Aviation Capital Group LLC, a Newport Beach-based lessor of airplanes to commercial carriers, says 10 of its aircraft have been unable to leave Russia due to the war in Ukraine.
“We have exposure to 10 aircraft, and it’s less than 5% of our total net book value,” ACG Chief Executive Tom Baker told the Business Journal on March 15.
He did not specify the potential loss in dollar terms, but said it is covered by insurance.
He said ACG’s exposure is “quite modest” compared to that of other aircraft leasing companies.
His comments reflected the situation as of March 15 when all 10 of the affected aircraft were in Russia.
ACG, founded in 1989, has more than 440 owned, managed and “committed” aircraft. The latter category covers aircraft on order.
The company’s planes are leased to approximately 90 airlines in about 45 countries. ACG is a wholly owned subsidiary of Tokyo Century Corp., which acquired the roughly 75% stake of the company it didn’t already own in 2019.
Owner of 8
ACG in November 2020 named Baker as chief executive, succeeding Khanh Tran, the former president of Pacific Life.
“We own eight directly,” Baker said of the planes in Russia. “For two of them, we have put financing in place with loans.”
Many airlines lease their planes to allow for flexibility with shifting passenger loads. There are approximately 480 aircraft leased by Russian airlines from foreign companies.
As for the future of these ACG planes:
“We’re working on it. I think there’s a reasonable probability we’ll get some of them back. I think it’s unlikely we’ll get them all back,” said Baker, who is also the company president.
Baker said he was looking for “better certainty” as efforts to end the war progress.
Russia has implemented a new law making it harder for foreign aircraft leasing companies to repossess their planes in the face of Western sanctions, the BBC reported earlier this month.
Other ACG financing projects count less political drama.
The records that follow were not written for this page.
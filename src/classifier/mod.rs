use async_trait::async_trait;
use serde::{Deserialize, Serialize};
use std::collections::{BTreeMap, HashSet};
use std::sync::Arc;
use thiserror::Error;
use ts_rs::TS;
use utoipa::ToSchema;

use crate::config::ClassifierConfig;

pub mod local;
pub mod mock;
pub mod remote;

pub use local::LocalModelClassifier;
pub use mock::MockClassifier;
pub use remote::RemoteInferenceClassifier;

/// Category stored on an article whose classification failed at creation time.
pub const UNCATEGORIZED: &str = "Uncategorized";

/// ClassifierError
///
/// The only error surface of the classification layer. Transport-specific errors
/// (reqwest, tokenizers, candle) are converted into one of these kinds before
/// they leave a `Classifier` implementation.
#[derive(Debug, Error, Clone, PartialEq)]
pub enum ClassifierError {
    #[error("input text cannot be empty")]
    InvalidInput,
    #[error("classification service unavailable: {0}")]
    ServiceUnavailable(String),
    #[error("unexpected classifier response: {0}")]
    UnexpectedResponseShape(String),
    #[error("classifier failed to initialize: {0}")]
    InitializationFailure(String),
}

/// ClassificationResult
///
/// Normalized outcome of a single `classify` call. `probabilities` is only
/// present when the transport scored more than the winning label.
#[derive(Debug, Clone, PartialEq, Serialize, Deserialize, ToSchema, TS)]
#[ts(export)]
pub struct ClassificationResult {
    /// Winning label, or `Uncategorized` for the creation fallback.
    pub category: String,
    /// Score of the winning label, in [0, 1].
    pub confidence: f64,
    #[serde(default, skip_serializing_if = "Option::is_none")]
    #[ts(optional)]
    pub probabilities: Option<BTreeMap<String, f64>>,
}

impl ClassificationResult {
    /// The sentinel substituted when classification is unavailable on article creation.
    pub fn uncategorized() -> Self {
        Self {
            category: UNCATEGORIZED.to_string(),
            confidence: 0.0,
            probabilities: None,
        }
    }
}

/// ClassificationRequest
///
/// Input payload for `POST /news/classify`.
#[derive(Debug, Clone, Serialize, Deserialize, ToSchema, TS, Default)]
#[ts(export)]
pub struct ClassificationRequest {
    #[schema(example = "Exams begin next week")]
    pub text: String,
}

/// A raw `(label, score)` pair as produced by a transport, before ranking.
#[derive(Debug, Clone, PartialEq, Deserialize)]
pub struct Candidate {
    pub label: String,
    pub score: f64,
}

impl Candidate {
    pub fn new(label: impl Into<String>, score: f64) -> Self {
        Self {
            label: label.into(),
            score,
        }
    }
}

/// Classifier
///
/// The capability that maps article text to a category and a confidence score.
/// Exactly one implementation is constructed at startup (see `build_classifier`)
/// and shared through the application state, so handlers never know whether
/// inference runs in-process or behind an HTTP endpoint.
#[async_trait]
pub trait Classifier: Send + Sync {
    async fn classify(&self, text: &str) -> Result<ClassificationResult, ClassifierError>;

    /// Short transport name used in logs.
    fn name(&self) -> &'static str;
}

/// ClassifierState
///
/// The concrete type used to share the classifier across the application state.
pub type ClassifierState = Arc<dyn Classifier>;

/// build_classifier
///
/// Constructs the one transport selected by configuration. A local model that
/// cannot load is returned as `InitializationFailure`; a remote transport
/// without a credential still builds.
pub fn build_classifier(
    config: &ClassifierConfig,
    categories: &[String],
) -> Result<ClassifierState, ClassifierError> {
    let classifier: ClassifierState = match config {
        ClassifierConfig::Remote {
            api_url,
            api_token,
            timeout,
        } => Arc::new(RemoteInferenceClassifier::new(
            api_url,
            api_token.clone(),
            *timeout,
            categories.to_vec(),
        )?),
        ClassifierConfig::Local {
            model_dir,
            tokenizer_path,
            labels_path,
        } => Arc::new(LocalModelClassifier::load(
            model_dir,
            tokenizer_path,
            labels_path,
            categories.to_vec(),
        )?),
    };

    tracing::info!(transport = classifier.name(), "classifier ready");
    Ok(classifier)
}

/// Rejects empty or whitespace-only input before any transport work happens.
pub fn validate_input(text: &str) -> Result<(), ClassifierError> {
    if text.trim().is_empty() {
        return Err(ClassifierError::InvalidInput);
    }
    Ok(())
}

/// rank_candidates
///
/// Picks the highest-scoring candidate. On equal scores the earliest candidate
/// in response order wins. Labels outside `categories` are passed through
/// unchanged, with a warning.
///
/// When more than one candidate is present the full distribution is attached.
pub fn rank_candidates(
    candidates: Vec<Candidate>,
    categories: &[String],
) -> Result<ClassificationResult, ClassifierError> {
    if candidates.is_empty() {
        return Err(ClassifierError::UnexpectedResponseShape(
            "empty candidate list".to_string(),
        ));
    }

    if let Some(bad) = candidates
        .iter()
        .find(|c| !c.score.is_finite() || !(0.0..=1.0).contains(&c.score))
    {
        return Err(ClassifierError::UnexpectedResponseShape(format!(
            "score {} for label '{}' is outside [0, 1]",
            bad.score, bad.label
        )));
    }

    let mut seen = HashSet::with_capacity(candidates.len());
    if let Some(dup) = candidates.iter().find(|&c| !seen.insert(&c.label)) {
        return Err(ClassifierError::UnexpectedResponseShape(format!(
            "label '{}' scored more than once",
            dup.label
        )));
    }

    let mut best = &candidates[0];
    for candidate in &candidates[1..] {
        // Strictly greater keeps the first-seen candidate on ties.
        if candidate.score > best.score {
            best = candidate;
        }
    }

    if !categories.iter().any(|c| c == &best.label) {
        tracing::warn!(
            label = %best.label,
            "classifier returned a label outside the configured category set"
        );
    }

    let probabilities = (candidates.len() > 1).then(|| {
        candidates
            .iter()
            .map(|c| (c.label.clone(), c.score))
            .collect::<BTreeMap<_, _>>()
    });

    Ok(ClassificationResult {
        category: best.label.clone(),
        confidence: best.score,
        probabilities,
    })
}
That includes the company’s backing of the plans of German company Volocopter to have electric-powered flying taxis and cargo transporters in service by 2024.
The Newport Beach company said last month that it had entered into an agreement in principle with Volocopter to develop financing arrangements “that will assist with the sale of Volocopter’s family of electric vertical take-off and landing aircraft for up to $1 billion.”
“This is still an agreement in principle and we’re working through the finer points,” ACG’s Baker said.
“ACG will be working on developing the financing structures, structuring them, arranging them, finding investors who want to own this risk,” he said. “The actual risk will be owned by very specific investors.”
He added: “If they are phenomenally successful, then we will finance up $1 billion of their deliveries. If they’re not as successful, then that number will be much smaller.”
ACG already has identified “pockets of capital” that may be interested in investing.
If there are not enough investors, Baker said he could “envision” ACG putting in its own money.
The ACG financial arrangement will enable production of the aircraft for lease to customers, once certification is obtained from the European Union Aviation Safety Agency and the expected concurrent approval from the U.S. Federal Aviation Administration.
Volocopter’s equity investors include Mercedes-Benz Group, Geely, DB Schenker, WP Investment, Atlantia, BlackRock and Intel Capital.
ACG’s parent company, Tokyo Century, is also an early equity investor in Volocopter.
Other privately-held notable players in the rapidly expanding flying taxi industry include Overair Inc. in Santa Ana, and Hyundai spinoff Supernal, which has its engineering base in Irvine.
Santa Cruz-based Joby Aviation Inc. (NYSE: JOBY), which was valued at around $3 billion as of March 16, is the most valuale public company in the sector.